Data records:

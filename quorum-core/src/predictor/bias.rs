//! Directional bias functions.
//!
//! A bias reduces the price history to a score in [-1, 1]: positive leans up,
//! negative leans down. Scores are normalized by return volatility so the same
//! bias behaves alike on a $5 and a $500 instrument.

use serde::{Deserialize, Serialize};

use crate::indicators::{bollinger, ema};

#[derive(Debug, Clone, Copy, PartialEq, Serialize, Deserialize)]
#[serde(tag = "kind", rename_all = "snake_case")]
pub enum DirectionalBias {
    /// Rate of change over `window` bars, in units of expected volatility.
    Momentum { window: usize },
    /// Gap between a fast and a slow EMA, in units of volatility.
    TrendFollowing { fast: usize, slow: usize },
    /// Negative Bollinger z-score: stretched above the band leans down.
    MeanReversion { period: usize, multiplier: f64 },
}

impl DirectionalBias {
    /// Bars needed before `score` is defined.
    pub fn min_lookback(&self) -> usize {
        match *self {
            Self::Momentum { window } => window + 1,
            Self::TrendFollowing { fast, slow } => fast.max(slow),
            Self::MeanReversion { period, .. } => period,
        }
    }

    pub fn feature_name(&self) -> &'static str {
        match self {
            Self::Momentum { .. } => "momentum",
            Self::TrendFollowing { .. } => "ema_gap",
            Self::MeanReversion { .. } => "bollinger_z",
        }
    }

    /// Score the latest bar of `prices`. `volatility` is the per-bar return
    /// standard deviation. Returns NaN when the inputs are undefined.
    pub fn score(&self, prices: &[f64], volatility: f64) -> f64 {
        let n = prices.len();
        if n < self.min_lookback() || n == 0 {
            return f64::NAN;
        }
        let last = prices[n - 1];

        match *self {
            Self::Momentum { window } => {
                let base = prices[n - 1 - window];
                let roc = last / base - 1.0;
                normalize(roc, volatility * (window as f64).sqrt())
            }
            Self::TrendFollowing { fast, slow } => {
                let fast_ema = ema(prices, fast)[n - 1];
                let slow_ema = ema(prices, slow)[n - 1];
                normalize(fast_ema / slow_ema - 1.0, volatility)
            }
            Self::MeanReversion { period, multiplier } => {
                let bands = bollinger(prices, period, multiplier);
                let sd = bands.std_dev[n - 1];
                if sd == 0.0 || multiplier == 0.0 {
                    return if sd.is_nan() { f64::NAN } else { 0.0 };
                }
                let z = (last - bands.middle[n - 1]) / sd;
                (-z / multiplier).clamp(-1.0, 1.0)
            }
        }
    }
}

/// Scale `raw` by `scale` and clamp into [-1, 1]. A zero scale keeps only the sign.
fn normalize(raw: f64, scale: f64) -> f64 {
    if raw.is_nan() || scale.is_nan() {
        return f64::NAN;
    }
    if scale > 0.0 {
        (raw / scale).clamp(-1.0, 1.0)
    } else if raw > 0.0 {
        1.0
    } else if raw < 0.0 {
        -1.0
    } else {
        0.0
    }
}

#[cfg(test)]
mod tests {
    use super::*;
    use crate::indicators::assert_approx;

    #[test]
    fn momentum_sign_follows_rate_of_change() {
        let bias = DirectionalBias::Momentum { window: 3 };
        assert!(bias.score(&[100.0, 101.0, 102.0, 103.0], 0.01) > 0.0);
        assert!(bias.score(&[103.0, 102.0, 101.0, 100.0], 0.01) < 0.0);
    }

    #[test]
    fn momentum_normalizes_by_volatility() {
        // roc = 0.03, scale = 0.01 * sqrt(4) = 0.02 → clamped to 1
        let bias = DirectionalBias::Momentum { window: 4 };
        assert_eq!(bias.score(&[100.0, 100.0, 100.0, 100.0, 103.0], 0.01), 1.0);
        // roc = 0.01, scale = 0.02 → 0.5
        assert_approx(bias.score(&[100.0, 100.0, 100.0, 100.0, 101.0], 0.01), 0.5, 1e-9);
    }

    #[test]
    fn zero_volatility_keeps_sign() {
        let bias = DirectionalBias::Momentum { window: 1 };
        assert_eq!(bias.score(&[100.0, 100.0], 0.0), 0.0);
        assert_eq!(bias.score(&[100.0, 101.0], 0.0), 1.0);
    }

    #[test]
    fn trend_following_leans_with_fast_over_slow() {
        let bias = DirectionalBias::TrendFollowing { fast: 3, slow: 6 };
        let rising: Vec<f64> = (0..10).map(|i| 100.0 + i as f64).collect();
        let falling: Vec<f64> = (0..10).map(|i| 100.0 - i as f64).collect();
        assert!(bias.score(&rising, 0.01) > 0.0);
        assert!(bias.score(&falling, 0.01) < 0.0);
    }

    #[test]
    fn mean_reversion_leans_against_stretch() {
        let bias = DirectionalBias::MeanReversion {
            period: 5,
            multiplier: 2.0,
        };
        assert!(bias.score(&[100.0, 100.0, 100.0, 100.0, 110.0], 0.01) < 0.0);
        assert!(bias.score(&[100.0, 100.0, 100.0, 100.0, 90.0], 0.01) > 0.0);
        assert_eq!(bias.score(&[100.0; 5], 0.0), 0.0);
    }

    #[test]
    fn short_history_is_nan() {
        let bias = DirectionalBias::TrendFollowing { fast: 3, slow: 6 };
        assert!(bias.score(&[1.0, 2.0, 3.0], 0.01).is_nan());
    }

    #[test]
    fn min_lookbacks() {
        assert_eq!(DirectionalBias::Momentum { window: 5 }.min_lookback(), 6);
        assert_eq!(DirectionalBias::TrendFollowing { fast: 12, slow: 26 }.min_lookback(), 26);
        assert_eq!(
            DirectionalBias::MeanReversion {
                period: 20,
                multiplier: 2.0
            }
            .min_lookback(),
            20
        );
    }
}
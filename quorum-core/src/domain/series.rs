//! TimeSeries — the aligned price/volume history every analysis starts from.

use chrono::NaiveDate;
use serde::{Deserialize, Serialize};
use std::collections::BTreeMap;
use thiserror::Error;

/// Errors raised while assembling a `TimeSeries`.
#[derive(Debug, Clone, PartialEq, Error)]
pub enum SeriesError {
    #[error("column '{column}' has {actual} entries, expected {expected}")]
    LengthMismatch {
        column: String,
        expected: usize,
        actual: usize,
    },

    #[error("dates are not strictly increasing at index {index}")]
    UnorderedDates { index: usize },
}

/// One observation of a series, used when building from row-oriented input.
#[derive(Debug, Clone, Copy, PartialEq, Serialize, Deserialize)]
pub struct SeriesPoint {
    pub date: NaiveDate,
    pub price: f64,
    pub volume: f64,
}

/// Ordered `(date, price, volume)` columns aligned by index, oldest first.
///
/// Optional named feature columns share the same length. The constructor is the
/// only way in, so every `TimeSeries` upholds the equal-length invariant.
#[derive(Debug, Clone, PartialEq, Serialize, Deserialize)]
#[serde(try_from = "RawTimeSeries")]
pub struct TimeSeries {
    dates: Vec<NaiveDate>,
    prices: Vec<f64>,
    volumes: Vec<f64>,
    #[serde(skip_serializing_if = "BTreeMap::is_empty")]
    features: BTreeMap<String, Vec<f64>>,
}

#[derive(Deserialize)]
struct RawTimeSeries {
    dates: Vec<NaiveDate>,
    prices: Vec<f64>,
    volumes: Vec<f64>,
    #[serde(default)]
    features: BTreeMap<String, Vec<f64>>,
}

impl TryFrom<RawTimeSeries> for TimeSeries {
    type Error = SeriesError;

    fn try_from(raw: RawTimeSeries) -> Result<Self, Self::Error> {
        let mut series = TimeSeries::new(raw.dates, raw.prices, raw.volumes)?;
        for (name, values) in raw.features {
            series = series.with_feature(name, values)?;
        }
        Ok(series)
    }
}

impl TimeSeries {
    pub fn new(
        dates: Vec<NaiveDate>,
        prices: Vec<f64>,
        volumes: Vec<f64>,
    ) -> Result<Self, SeriesError> {
        let expected = dates.len();
        check_len("prices", expected, prices.len())?;
        check_len("volumes", expected, volumes.len())?;

        if let Some(index) = dates.windows(2).position(|w| w[1] <= w[0]) {
            return Err(SeriesError::UnorderedDates { index: index + 1 });
        }

        Ok(Self {
            dates,
            prices,
            volumes,
            features: BTreeMap::new(),
        })
    }

    /// Build from row-oriented points (e.g. parsed CSV rows).
    pub fn from_points(points: &[SeriesPoint]) -> Result<Self, SeriesError> {
        Self::new(
            points.iter().map(|p| p.date).collect(),
            points.iter().map(|p| p.price).collect(),
            points.iter().map(|p| p.volume).collect(),
        )
    }

    /// Attach a named auxiliary feature column.
    pub fn with_feature(
        mut self,
        name: impl Into<String>,
        values: Vec<f64>,
    ) -> Result<Self, SeriesError> {
        let name = name.into();
        check_len(&name, self.len(), values.len())?;
        self.features.insert(name, values);
        Ok(self)
    }

    pub fn len(&self) -> usize {
        self.prices.len()
    }

    pub fn is_empty(&self) -> bool {
        self.prices.is_empty()
    }

    pub fn dates(&self) -> &[NaiveDate] {
        &self.dates
    }

    pub fn prices(&self) -> &[f64] {
        &self.prices
    }

    pub fn volumes(&self) -> &[f64] {
        &self.volumes
    }

    pub fn feature(&self, name: &str) -> Option<&[f64]> {
        self.features.get(name).map(|v| v.as_slice())
    }

    pub fn feature_names(&self) -> impl Iterator<Item = &str> {
        self.features.keys().map(|k| k.as_str())
    }

    /// Most recent price, if any.
    pub fn last_price(&self) -> Option<f64> {
        self.prices.last().copied()
    }

    pub fn last_date(&self) -> Option<NaiveDate> {
        self.dates.last().copied()
    }
}

fn check_len(column: &str, expected: usize, actual: usize) -> Result<(), SeriesError> {
    if expected == actual {
        Ok(())
    } else {
        Err(SeriesError::LengthMismatch {
            column: column.to_string(),
            expected,
            actual,
        })
    }
}
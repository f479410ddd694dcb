//! Tags attached to indicators, model predictions, and combined signals.

use serde::{Deserialize, Serialize};
use std::fmt;

/// What a single indicator reading suggests.
#[derive(Debug, Clone, Copy, PartialEq, Eq, Hash, Serialize, Deserialize)]
pub enum Action {
    Buy,
    Sell,
    Neutral,
}

/// Direction a model expects price to move.
#[derive(Debug, Clone, Copy, PartialEq, Eq, Hash, Serialize, Deserialize)]
pub enum Direction {
    Up,
    Down,
    Neutral,
}

/// Final ensemble decision.
#[derive(Debug, Clone, Copy, PartialEq, Eq, Hash, Serialize, Deserialize)]
pub enum Signal {
    Buy,
    Sell,
    Hold,
}

impl Direction {
    /// All directions in tally order.
    pub const ALL: [Direction; 3] = [Direction::Up, Direction::Down, Direction::Neutral];
}

impl Signal {
    pub fn is_actionable(&self) -> bool {
        matches!(self, Signal::Buy | Signal::Sell)
    }
}

impl fmt::Display for Action {
    fn fmt(&self, f: &mut fmt::Formatter<'_>) -> fmt::Result {
        let s = match self {
            Action::Buy => "Buy",
            Action::Sell => "Sell",
            Action::Neutral => "Neutral",
        };
        f.pad(s)
    }
}

impl fmt::Display for Direction {
    fn fmt(&self, f: &mut fmt::Formatter<'_>) -> fmt::Result {
        let s = match self {
            Direction::Up => "Up",
            Direction::Down => "Down",
            Direction::Neutral => "Neutral",
        };
        f.pad(s)
    }
}

impl fmt::Display for Signal {
    fn fmt(&self, f: &mut fmt::Formatter<'_>) -> fmt::Result {
        let s = match self {
            Signal::Buy => "BUY",
            Signal::Sell => "SELL",
            Signal::Hold => "HOLD",
        };
        f.pad(s)
    }
}
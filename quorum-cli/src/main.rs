//! Quorum CLI — indicator snapshot and ensemble signal for a price series.
//!
//! Commands:
//! - `analyze` — indicators, per-profile predictions and the combined signal as JSON
//! - `indicators` — latest classified indicator values as a table
//! - `config` — print the default engine config as TOML

mod input;
mod logging;

use anyhow::{bail, Context, Result};
use clap::{Parser, Subcommand};
use std::path::{Path, PathBuf};

use quorum_core::classifier::Classifier;
use quorum_core::config::EngineConfig;
use quorum_core::indicators::latest_results;
use quorum_core::Analyzer;

#[derive(Parser)]
#[command(
    name = "quorum",
    about = "Quorum CLI — technical indicators and ensemble trading signals"
)]
struct Cli {
    /// Emit logs as JSON lines.
    #[arg(long, global = true, default_value_t = false)]
    json_logs: bool,

    /// Log debug detail (overridden by RUST_LOG).
    #[arg(long, short, global = true, default_value_t = false)]
    verbose: bool,

    #[command(subcommand)]
    command: Commands,
}

#[derive(Subcommand)]
enum Commands {
    /// Run indicators and predictor profiles, then combine into one signal.
    Analyze {
        /// Series file: CSV with `date,price,volume` columns, or JSON.
        input: PathBuf,

        /// Ticker symbol. Defaults to the input file stem.
        #[arg(long)]
        ticker: Option<String>,

        /// Path to a TOML engine config.
        #[arg(long)]
        config: Option<PathBuf>,

        /// Override the master seed.
        #[arg(long)]
        seed: Option<u64>,

        /// Only run these profiles (repeatable), e.g. --profile fast_reacting.
        #[arg(long = "profile")]
        profiles: Vec<String>,

        /// Evaluate profiles one after another instead of in parallel.
        #[arg(long, default_value_t = false)]
        sequential: bool,

        /// Pretty-print the JSON output.
        #[arg(long, default_value_t = false)]
        pretty: bool,
    },
    /// Print the latest classified value of every configured indicator.
    Indicators {
        /// Series file: CSV with `date,price,volume` columns, or JSON.
        input: PathBuf,

        /// Path to a TOML engine config.
        #[arg(long)]
        config: Option<PathBuf>,
    },
    /// Print the default engine config as TOML.
    Config,
}

fn main() -> Result<()> {
    let cli = Cli::parse();
    logging::init_logging(cli.json_logs, cli.verbose);

    match cli.command {
        Commands::Analyze {
            input,
            ticker,
            config,
            seed,
            profiles,
            sequential,
            pretty,
        } => run_analyze(AnalyzeArgs {
            input,
            ticker,
            config,
            seed,
            profiles,
            sequential,
            pretty,
        }),
        Commands::Indicators { input, config } => run_indicators(&input, config.as_deref()),
        Commands::Config => run_config(),
    }
}

struct AnalyzeArgs {
    input: PathBuf,
    ticker: Option<String>,
    config: Option<PathBuf>,
    seed: Option<u64>,
    profiles: Vec<String>,
    sequential: bool,
    pretty: bool,
}

fn load_config(path: Option<&Path>) -> Result<EngineConfig> {
    match path {
        Some(path) => EngineConfig::from_file(path)
            .with_context(|| format!("Failed to load config {}", path.display())),
        None => Ok(EngineConfig::default()),
    }
}

fn run_analyze(args: AnalyzeArgs) -> Result<()> {
    let mut config = load_config(args.config.as_deref())?;
    if let Some(seed) = args.seed {
        config.master_seed = seed;
    }
    if args.sequential {
        config.parallel = false;
    }
    if !args.profiles.is_empty() {
        let known: Vec<&str> = config.profiles.iter().map(|p| p.name.as_str()).collect();
        if let Some(unknown) = args.profiles.iter().find(|p| !known.contains(&p.as_str())) {
            bail!("unknown profile '{unknown}'. Valid: {}", known.join(", "));
        }
        config.retain_profiles(&args.profiles);
    }

    let ticker = match args.ticker {
        Some(t) => t,
        None => ticker_from_path(&args.input)?,
    };
    let series = input::load_series(&args.input)?;
    tracing::info!(ticker = %ticker, bars = series.len(), "loaded series");

    let analyzer = Analyzer::new(config)?;
    let analysis = analyzer
        .analyze(&ticker, &series)
        .with_context(|| format!("Analysis failed for {ticker}"))?;

    let json = if args.pretty {
        serde_json::to_string_pretty(&analysis)?
    } else {
        serde_json::to_string(&analysis)?
    };
    println!("{json}");
    Ok(())
}

fn run_indicators(input: &Path, config_path: Option<&Path>) -> Result<()> {
    let config = load_config(config_path)?;
    let series = input::load_series(input)?;
    let classifier = Classifier::new(config.classifier);
    let results = latest_results(&series, &config.indicators, &classifier);

    if results.is_empty() {
        println!("No indicator is defined yet ({} bars).", series.len());
        return Ok(());
    }

    if let (Some(date), Some(price)) = (series.last_date(), series.last_price()) {
        println!("As of {date}, price {price:.2}");
        println!();
    }
    println!("{:<24} {:>14} {:>8}", "Indicator", "Value", "Action");
    println!("{}", "-".repeat(48));
    for r in &results {
        println!("{:<24} {:>14.4} {:>8}", r.name, r.value, r.action);
    }
    Ok(())
}

fn run_config() -> Result<()> {
    print!("{}", EngineConfig::default().to_toml()?);
    Ok(())
}

fn ticker_from_path(path: &Path) -> Result<String> {
    match path.file_stem().and_then(|s| s.to_str()) {
        Some(stem) if !stem.is_empty() => Ok(stem.to_uppercase()),
        _ => bail!("cannot derive a ticker from {}; pass --ticker", path.display()),
    }
}
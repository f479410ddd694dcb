//! Per-model prediction and per-indicator result records.

use serde::{Deserialize, Serialize};

use super::action::{Action, Direction};

/// Output of a single predictor profile. Read-only once emitted.
#[derive(Debug, Clone, PartialEq, Serialize, Deserialize)]
#[serde(rename_all = "camelCase")]
pub struct ModelPrediction {
    pub model_type: String,
    pub predicted_price: f64,
    pub direction: Direction,
    /// Conviction in [0, 1]. Doubles as the vote weight in the ensemble.
    pub confidence: f64,
}

impl ModelPrediction {
    /// Build a prediction, clamping confidence into [0, 1].
    ///
    /// A NaN confidence is treated as no conviction.
    pub fn new(
        model_type: impl Into<String>,
        predicted_price: f64,
        direction: Direction,
        confidence: f64,
    ) -> Self {
        let confidence = if confidence.is_nan() {
            0.0
        } else {
            confidence.clamp(0.0, 1.0)
        };
        Self {
            model_type: model_type.into(),
            predicted_price,
            direction,
            confidence,
        }
    }
}

/// Latest value of one named indicator with its classification.
#[derive(Debug, Clone, PartialEq, Serialize, Deserialize)]
pub struct IndicatorResult {
    pub name: String,
    pub value: f64,
    pub action: Action,
}

#[cfg(test)]
mod tests {
    use super::*;

    #[test]
    fn confidence_is_clamped() {
        assert_eq!(ModelPrediction::new("lstm", 1.0, Direction::Up, 1.7).confidence, 1.0);
        assert_eq!(ModelPrediction::new("lstm", 1.0, Direction::Up, -0.2).confidence, 0.0);
        assert_eq!(ModelPrediction::new("lstm", 1.0, Direction::Up, f64::NAN).confidence, 0.0);
    }

    #[test]
    fn prediction_uses_camel_case_fields() {
        let p = ModelPrediction::new("arima", 101.5, Direction::Down, 0.4);
        let json = serde_json::to_value(&p).unwrap();
        assert_eq!(json["modelType"], "arima");
        assert_eq!(json["predictedPrice"], 101.5);
        assert_eq!(json["direction"], "Down");
    }
}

- Exercise aim:
What is needed is a verbatim copy of every line in the records above from the one containing "12, slow: 26" down to the one containing "use thiserror::Error;", both included, and nothing more.

- Result of the exercise:
        assert_eq!(DirectionalBias::TrendFollowing { fast: 12, slow: 26 }.min_lookback(), 26);
        assert_eq!(
            DirectionalBias::MeanReversion {
                period: 20,
                multiplier: 2.0
            }
            .min_lookback(),
            20
        );
    }
}
filename quorum-core/src/domain/series.rs
//! TimeSeries — the aligned price/volume history every analysis starts from.

use chrono::NaiveDate;
use serde::{Deserialize, Serialize};
use std::collections::BTreeMap;
use thiserror::Error;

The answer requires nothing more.